El autor, primero por la izquierda de pie, con su padre y varios familiares

Algunas veces nos íbamos hasta Pastoriza y para volver nos enganchábamos en un camión, mientras que los domingos solíamos ir a cines como el Finisterre, Doré, Monelos, España y Hércules. Recuerdo que en el primero de ellos el acomodador, Arturo, tenía fichada a toda mi pandilla, al igual que Rafael, el del Rex, y que en el Monelos y el Hércules antes de que entrara el público los acomodadores pulverizaban las butacas con el insecticida ZZ, que dejaba muy mal olor.

También solíamos bajar al centro para alquilar bicicletas o pasear, aunque también nos enganchábamos en el tranvía de Riazor o en los trolebuses. En verano nos íbamos a las playas de Riazor y el Orzán o alquilábamos una lancha en la Dársena al señor al que apodaban Onassis y nos íbamos hasta el castillo de San Antón.
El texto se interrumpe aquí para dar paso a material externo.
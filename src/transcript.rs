//! Session-scoped conversation transcript
//!
//! The transcript lives only inside the platform's session attributes. It is
//! loaded at the start of every request and written back into a fresh
//! [`SessionContext`] value at the end; nothing here touches disk.

#[cfg(test)]
mod proptests;

use serde::{Deserialize, Serialize};
use serde_json::{Map, Value};

/// Session attribute key the transcript is stored under
pub const HISTORY_KEY: &str = "history";

/// Current version tag of the stored transcript blob
pub const BLOB_VERSION: u32 = 1;

/// Text substituted for an empty utterance
pub const EMPTY_TURN_PLACEHOLDER: &str = "(no input)";

/// Who produced a turn
#[derive(Debug, Clone, Copy, PartialEq, Eq, Serialize, Deserialize)]
#[serde(rename_all = "lowercase")]
pub enum Role {
    /// Local-only label for the leading instruction turn
    System,
    User,
    Assistant,
}

/// One role-tagged utterance
#[derive(Debug, Clone, PartialEq, Eq, Serialize)]
pub struct Turn {
    role: Role,
    text: String,
}

impl Turn {
    pub fn new(role: Role, text: impl Into<String>) -> Self {
        let text = text.into();
        let text = if text.trim().is_empty() {
            EMPTY_TURN_PLACEHOLDER.to_string()
        } else {
            text
        };
        Self { role, text }
    }

    pub fn role(&self) -> Role {
        self.role
    }

    pub fn text(&self) -> &str {
        &self.text
    }
}

/// Ordered, append-only history of one session
#[derive(Debug, Clone, Default, PartialEq, Eq)]
pub struct Transcript {
    turns: Vec<Turn>,
}

impl Transcript {
    pub fn new() -> Self {
        Self::default()
    }

    /// Fresh transcript holding only the instruction turn
    pub fn with_instruction(instruction: &str) -> Self {
        Self::new().append(Role::System, instruction)
    }

    /// Return a copy with one more turn at the end
    #[must_use]
    pub fn append(&self, role: Role, text: impl Into<String>) -> Self {
        let mut turns = self.turns.clone();
        turns.push(Turn::new(role, text));
        Self { turns }
    }

    pub fn turns(&self) -> &[Turn] {
        &self.turns
    }

    pub fn len(&self) -> usize {
        self.turns.len()
    }

    pub fn is_empty(&self) -> bool {
        self.turns.is_empty()
    }
}

/// Platform-managed per-session key/value attributes
///
/// Treated as an immutable value: writers produce a new context instead of
/// mutating the one they were handed.
#[derive(Debug, Clone, Default, PartialEq)]
pub struct SessionContext {
    attributes: Map<String, Value>,
}

impl SessionContext {
    #[allow(dead_code)] // API completeness
    pub fn new() -> Self {
        Self::default()
    }

    pub fn from_attributes(attributes: Map<String, Value>) -> Self {
        Self { attributes }
    }

    pub fn get(&self, key: &str) -> Option<&Value> {
        self.attributes.get(key)
    }

    /// Copy of this context with `key` set to `value`
    #[must_use]
    pub fn with(&self, key: impl Into<String>, value: Value) -> Self {
        let mut attributes = self.attributes.clone();
        attributes.insert(key.into(), value);
        Self { attributes }
    }

    #[allow(dead_code)] // API completeness
    pub fn attributes(&self) -> &Map<String, Value> {
        &self.attributes
    }

    pub fn into_attributes(self) -> Map<String, Value> {
        self.attributes
    }
}

// Stored representation

#[derive(Debug, Serialize)]
struct TranscriptBlobRef<'a> {
    version: u32,
    turns: &'a [Turn],
}

#[derive(Debug, Deserialize)]
struct TranscriptBlob {
    version: u32,
    turns: Vec<StoredTurn>,
}

#[derive(Debug, Deserialize)]
struct StoredTurn {
    role: Role,
    text: String,
}

/// Read the transcript out of a session context
///
/// Missing, malformed, legacy or future-version blobs all yield an empty
/// transcript; this never fails the request.
pub fn load(context: &SessionContext) -> Transcript {
    let Some(raw) = context.get(HISTORY_KEY) else {
        return Transcript::new();
    };

    match TranscriptBlob::deserialize(raw) {
        Ok(blob) if blob.version == BLOB_VERSION => Transcript {
            turns: blob
                .turns
                .into_iter()
                .map(|t| Turn::new(t.role, t.text))
                .collect(),
        },
        Ok(blob) => {
            tracing::warn!(
                version = blob.version,
                expected = BLOB_VERSION,
                "Unsupported transcript version, starting fresh"
            );
            Transcript::new()
        }
        Err(e) => {
            tracing::warn!(error = %e, "Malformed transcript in session, starting fresh");
            Transcript::new()
        }
    }
}

/// Write the transcript into a copy of `context`, replacing any prior value
#[must_use]
pub fn save(context: &SessionContext, transcript: &Transcript) -> SessionContext {
    let blob = TranscriptBlobRef {
        version: BLOB_VERSION,
        turns: &transcript.turns,
    };
    // Serializing plain strings and unit enums cannot fail
    let value = serde_json::to_value(blob).unwrap_or(Value::Null);
    context.with(HISTORY_KEY, value)
}
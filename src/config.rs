//! Process-wide skill configuration
//!
//! Read once from the environment at startup and shared read-only afterwards.

pub const DEFAULT_MODEL: &str = "gemini-2.0-flash-latest";
pub const DEFAULT_API_BASE: &str = "https://generativelanguage.googleapis.com/v1beta";
pub const DEFAULT_PORT: u16 = 8000;

/// Configuration for the skill backend
#[derive(Debug, Clone)]
pub struct SkillConfig {
    /// Google API key; `None` when unset or empty
    pub api_key: Option<String>,
    pub model: String,
    pub api_base: String,
    pub port: u16,
}

impl Default for SkillConfig {
    fn default() -> Self {
        Self {
            api_key: None,
            model: DEFAULT_MODEL.to_string(),
            api_base: DEFAULT_API_BASE.to_string(),
            port: DEFAULT_PORT,
        }
    }
}

impl SkillConfig {
    pub fn from_env() -> Self {
        Self::from_lookup(|name| std::env::var(name).ok())
    }

    /// Build from an arbitrary variable lookup (tests avoid touching the real environment)
    pub fn from_lookup(lookup: impl Fn(&str) -> Option<String>) -> Self {
        let non_empty = |name: &str| lookup(name).filter(|v| !v.trim().is_empty());

        Self {
            api_key: non_empty("GOOGLE_API_KEY"),
            model: non_empty("GEMINI_MODEL").unwrap_or_else(|| DEFAULT_MODEL.to_string()),
            api_base: non_empty("GEMINI_API_BASE")
                .map(|b| b.trim_end_matches('/').to_string())
                .unwrap_or_else(|| DEFAULT_API_BASE.to_string()),
            port: non_empty("SKILL_PORT")
                .and_then(|p| p.parse().ok())
                .unwrap_or(DEFAULT_PORT),
        }
    }

    pub fn has_credential(&self) -> bool {
        self.api_key.is_some()
    }
}
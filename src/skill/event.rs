//! Incoming voice platform events

use std::collections::BTreeMap;

pub const CHAT_INTENT: &str = "ChatIntent";
pub const CANCEL_INTENT: &str = "AMAZON.CancelIntent";
pub const STOP_INTENT: &str = "AMAZON.StopIntent";
pub const QUERY_SLOT: &str = "query";

/// Closed set of request kinds the skill distinguishes
#[derive(Debug, Clone, Copy, PartialEq, Eq)]
pub enum RequestKind {
    Launch,
    Intent,
    SessionEnded,
    Other,
}

/// A platform request, reduced to what routing and handlers need
#[derive(Debug, Clone, PartialEq, Eq)]
pub enum SkillEvent {
    Launch,
    Intent {
        name: String,
        /// Filled slots only; slots the user left empty are absent
        slots: BTreeMap<String, String>,
    },
    SessionEnded {
        reason: Option<String>,
    },
    Other {
        request_type: String,
    },
}

impl SkillEvent {
    #[allow(dead_code)] // Test and API convenience
    pub fn intent(name: impl Into<String>) -> Self {
        Self::Intent {
            name: name.into(),
            slots: BTreeMap::new(),
        }
    }

    /// Intent event with a single filled slot
    #[allow(dead_code)] // Test and API convenience
    pub fn intent_with_slot(
        name: impl Into<String>,
        slot: impl Into<String>,
        value: impl Into<String>,
    ) -> Self {
        Self::Intent {
            name: name.into(),
            slots: BTreeMap::from([(slot.into(), value.into())]),
        }
    }

    pub fn kind(&self) -> RequestKind {
        match self {
            Self::Launch => RequestKind::Launch,
            Self::Intent { .. } => RequestKind::Intent,
            Self::SessionEnded { .. } => RequestKind::SessionEnded,
            Self::Other { .. } => RequestKind::Other,
        }
    }

    /// Platform request type name
    pub fn request_type(&self) -> &str {
        match self {
            Self::Launch => "LaunchRequest",
            Self::Intent { .. } => "IntentRequest",
            Self::SessionEnded { .. } => "SessionEndedRequest",
            Self::Other { request_type } => request_type,
        }
    }

    pub fn intent_name(&self) -> Option<&str> {
        match self {
            Self::Intent { name, .. } => Some(name),
            _ => None,
        }
    }

    pub fn slot(&self, name: &str) -> Option<&str> {
        match self {
            Self::Intent { slots, .. } => slots.get(name).map(String::as_str),
            _ => None,
        }
    }
}
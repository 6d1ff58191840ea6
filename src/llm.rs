//! Remote completion client
//!
//! Turns a transcript into one text-generation call and folds every outcome
//! into a [`CompletionResult`] that can be spoken back to the user.

mod error;
mod gemini;
#[cfg(test)]
pub(crate) mod testing;
mod transport;
mod types;

#[allow(unused_imports)] // Public API re-exports
pub use error::{CompletionError, CompletionErrorKind};
pub use gemini::GeminiClient;
pub use transport::{HttpReply, HttpTransport};
pub use types::CompletionResult;

use crate::transcript::Transcript;
use async_trait::async_trait;
use std::sync::Arc;

/// Common interface for completion backends
///
/// Implementations never fail past this boundary; errors are reported as
/// [`CompletionResult::Failure`].
#[async_trait]
pub trait CompletionClient: Send + Sync {
    /// Make one completion request for the whole transcript
    async fn complete(&self, transcript: &Transcript) -> CompletionResult;

    /// Get the model ID
    fn model_id(&self) -> &str;
}

#[async_trait]
impl<T: CompletionClient + ?Sized> CompletionClient for Arc<T> {
    async fn complete(&self, transcript: &Transcript) -> CompletionResult {
        (**self).complete(transcript).await
    }

    fn model_id(&self) -> &str {
        (**self).model_id()
    }
}

/// Logging wrapper for completion clients
pub struct LoggingClient {
    inner: Arc<dyn CompletionClient>,
    model_id: String,
}

impl LoggingClient {
    pub fn new(inner: Arc<dyn CompletionClient>) -> Self {
        let model_id = inner.model_id().to_string();
        Self { inner, model_id }
    }
}

#[async_trait]
impl CompletionClient for LoggingClient {
    async fn complete(&self, transcript: &Transcript) -> CompletionResult {
        let start = std::time::Instant::now();
        let result = self.inner.complete(transcript).await;
        let duration = start.elapsed();

        match &result {
            CompletionResult::Success(text) => {
                tracing::info!(
                    model = %self.model_id,
                    duration_ms = %duration.as_millis(),
                    turns = transcript.len(),
                    reply_chars = text.chars().count(),
                    "Completion request completed"
                );
            }
            CompletionResult::Failure(e) => {
                tracing::error!(
                    model = %self.model_id,
                    duration_ms = %duration.as_millis(),
                    kind = e.kind.as_str(),
                    error = %e.message,
                    "Completion request failed"
                );
            }
        }

        result
    }

    fn model_id(&self) -> &str {
        &self.model_id
    }
}

#[cfg(test)]
mod tests {
    use super::testing::MockCompletionClient;
    use super::*;

    #[tokio::test]
    async fn test_logging_client_passes_result_through() {
        let mock = Arc::new(MockCompletionClient::new("mock-model"));
        mock.queue_text("hello");
        mock.queue_error(CompletionError::transport("boom"));
        let client = LoggingClient::new(mock.clone());

        assert_eq!(client.model_id(), "mock-model");
        let transcript = Transcript::with_instruction("sys");
        assert_eq!(client.complete(&transcript).await.display_text(), "hello");
        assert_eq!(
            client.complete(&transcript).await.error().map(|e| e.kind),
            Some(CompletionErrorKind::Transport)
        );
        assert_eq!(mock.recorded_requests().len(), 2);
    }
}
El alquiler era por horas y, como casi siempre nos pasábamos del tiempo, para evitar pagar más dejábamos la lancha en la playa de O Parrote.

Tengo un gran recuerdo de lo bien que lo pasábamos en las calles de la Estrella, Olmos, Galera y Franja, así como de en la Bolera Americana, la sala recreativa El Cerebro y la Hércules, esta última en la calle Teresa Herrera y que fue montada por el futbolista Manolete.

Como me gustaba mucho jugar al fútbol, entré en el equipo San Antonio, de O Ventorrillo, en el que estuve tres años, para luego pasar al Mesoiro, en el que jugué otras tres temporadas. Luego fiché por el Silva cuando estaba Aneiros de entrenador y más tarde por el Orzán. También jugué en el Larín con Marculeta de entrenador, y en el Montrove y el Atlético Arteixo. Estando en ese último equipo me llamaron del Deportivo para hacer una prueba cuando estaba Rodrigo de entrenador, por lo que jugué varios partidos amistosos, aunque finalmente fiché por Boimorto en Preferente, donde tuve como entrenador a Maristany, que había jugado en el Deportivo y el Barcelona. Jugué al fútbol hasta los cuarenta y siete años en equipos de veteranos con Manolete y Sertucha con el equipo Peña Cervera, además de en el Pastoriza y en el Torre.

Me casé con Conchita, a quien conocí en una fiesta en Feáns, y tengo con ella dos hijos, uno de los cuales nos dio un nieto, Xoel, que nos ayuda a pasar felizmente nuestros años de jubilación. Sigo reuniéndome con mis viejos amigos de la pandilla y con los muchos otros que hice durante mi etapa de jugador de fútbol.